Giuffre, who died by suicide six months ago, lays out in her posthumous memoir Nobody’s Girl her encounters with convicted sex offender Jeffrey Epstein and Ghislaine Maxwell, and her claims that Andrew had sex with her on three occasions, allegations the prince still denies.
Wallace, who spent four years writing the book with Giuffre, said the disgraced royal’s recent decision to stop using his titles, including Duke of York, and to give up his membership in the Order of the Garter, was “a symbolic gesture”, but one that made “modern royal history.”
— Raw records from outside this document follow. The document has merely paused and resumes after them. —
use thiserror::Error;

#[derive(Debug, Error)]
pub enum InfraError {
    #[error("io error: {0}")]
    Io(#[from] std::io::Error),
    #[error("telemetry initialization failed: {0}")]
    Telemetry(String),
    #[error("configuration error: {message}")]
    Configuration { message: String },
    #[error("upstream client error: {message}")]
    Upstream { message: String },
}

impl InfraError {
    pub fn configuration(message: impl Into<String>) -> Self {
        Self::Configuration {
            message: message.into(),
        }
    }

    pub fn telemetry(message: impl Into<String>) -> Self {
        Self::Telemetry(message.into())
    }

    pub fn upstream(message: impl Into<String>) -> Self {
        Self::Upstream {
            message: message.into(),
        }
    }
}
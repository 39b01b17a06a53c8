use std::{process, sync::Arc};

use blobcache::{
    application::error::AppError,
    cache::{BlobStore, CacheCoordinator, CachePolicy, CacheState, MemoryBlobStore},
    config::{self, StorageBackend},
    infra::{
        blob_fs::FsBlobStore,
        error::InfraError,
        http::{self, UpstreamClient},
        telemetry,
    },
};
use tokio::try_join;
use tracing::{Dispatch, Level, dispatcher, error, info, warn};
use tracing_subscriber::fmt as tracing_fmt;

#[tokio::main]
async fn main() {
    if let Err(error) = run().await {
        report_application_error(&error);
        process::exit(1);
    }
}

fn report_application_error(error: &AppError) {
    if dispatcher::has_been_set() {
        error!(error = %error, "application error");
        return;
    }

    let subscriber = tracing_fmt().with_max_level(Level::ERROR).finish();
    let dispatch = Dispatch::new(subscriber);
    dispatcher::with_default(&dispatch, || {
        error!(error = %error, "application error");
    });
}

async fn run() -> Result<(), AppError> {
    let (cli_args, settings) = config::load_with_cli()
        .map_err(|err| AppError::unexpected(format!("failed to load configuration: {err}")))?;

    let command = cli_args
        .command
        .unwrap_or(config::Command::Serve(Box::<config::ServeArgs>::default()));

    telemetry::init(&settings.logging).map_err(AppError::from)?;

    match command {
        config::Command::Serve(_) => run_serve(settings).await,
    }
}

async fn run_serve(settings: config::Settings) -> Result<(), AppError> {
    let store = build_blob_store(&settings.storage)?;
    let policy = CachePolicy::new(settings.cache.clone());
    let coordinator = Arc::new(CacheCoordinator::new(
        store,
        policy,
        settings.storage.container.clone(),
    ));
    let cache = CacheState::new(coordinator);
    let upstream = UpstreamClient::new(&settings.upstream)?;

    info!(
        public_addr = %settings.server.public_addr,
        admin_addr = %settings.server.admin_addr,
        origin = %upstream.origin(),
        cache_enabled = settings.cache.enabled,
        container = %settings.storage.container,
        "starting blobcache"
    );

    serve_http(&settings, cache, upstream).await
}

fn build_blob_store(storage: &config::StorageSettings) -> Result<Arc<dyn BlobStore>, AppError> {
    match storage.backend {
        StorageBackend::Memory => {
            warn!("using in-memory blob store; cached pages are lost on restart");
            Ok(Arc::new(MemoryBlobStore::new()))
        }
        StorageBackend::Filesystem => {
            let store = FsBlobStore::new(&storage.directory, &storage.account_name).map_err(
                |err| {
                    AppError::from(InfraError::configuration(format!(
                        "failed to open blob directory `{}`: {err}",
                        storage.directory.display()
                    )))
                },
            )?;
            info!(root = %store.root().display(), "using filesystem blob store");
            Ok(Arc::new(store))
        }
    }
}

async fn serve_http(
    settings: &config::Settings,
    cache: CacheState,
    upstream: UpstreamClient,
) -> Result<(), AppError> {
    let public_router = http::build_router(cache.clone(), upstream);
    let admin_router = http::build_admin_router(cache);

    let public_listener = tokio::net::TcpListener::bind(settings.server.public_addr)
        .await
        .map_err(|err| AppError::from(InfraError::from(err)))?;
    let admin_listener = tokio::net::TcpListener::bind(settings.server.admin_addr)
        .await
        .map_err(|err| AppError::from(InfraError::from(err)))?;

    let (shutdown_tx, shutdown_rx) = tokio::sync::watch::channel(false);
    let graceful_shutdown = settings.server.graceful_shutdown;
    tokio::spawn(async move {
        if tokio::signal::ctrl_c().await.is_ok() {
            info!(
                timeout_secs = graceful_shutdown.as_secs(),
                "shutdown requested, draining connections"
            );
        }
        let _ = shutdown_tx.send(true);
    });

    let public_server = axum::serve(public_listener, public_router.into_make_service())
        .with_graceful_shutdown(wait_for_shutdown(shutdown_rx.clone()));
    let admin_server = axum::serve(admin_listener, admin_router.into_make_service())
        .with_graceful_shutdown(wait_for_shutdown(shutdown_rx.clone()));

    let servers = async {
        try_join!(public_server, admin_server)
            .map_err(|err| AppError::unexpected(format!("server error: {err}")))
    };

    let mut drain_rx = shutdown_rx;
    tokio::select! {
        result = servers => result.map(|_| ()),
        _ = async {
            let _ = drain_rx.wait_for(|stop| *stop).await;
            tokio::time::sleep(graceful_shutdown).await;
        } => {
            warn!("graceful shutdown timed out");
            Ok(())
        }
    }
}

async fn wait_for_shutdown(mut rx: tokio::sync::watch::Receiver<bool>) {
    let _ = rx.wait_for(|stop| *stop).await;
}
“I can speak for Virginia, she would have viewed it as a victory that he was forced, by whatever means, to give them up,” Wallace told BBC Newsnight, adding that the move reflects how Andrew’s “life is being eroded because of his past behaviour, as it should be.”
Prince Andrew, once known for his pomp and privilege, is now more famous for his disastrous BBC interview and a settlement that couldn’t buy him back public respect. Wallace said he still has a chance to “do something meaningful” by cooperating with U.S. investigators , something he once promised but “was never available” to do.
In Nobody’s Girl, Giuffre describes Epstein’s private jets as “flying trafficking agents,” adding that Andrew flew on at least one. The book paints a chilling portrait of wealth, power and predation, and of a royal who, despite losing his titles, has yet to confront the full measure of his disgrace.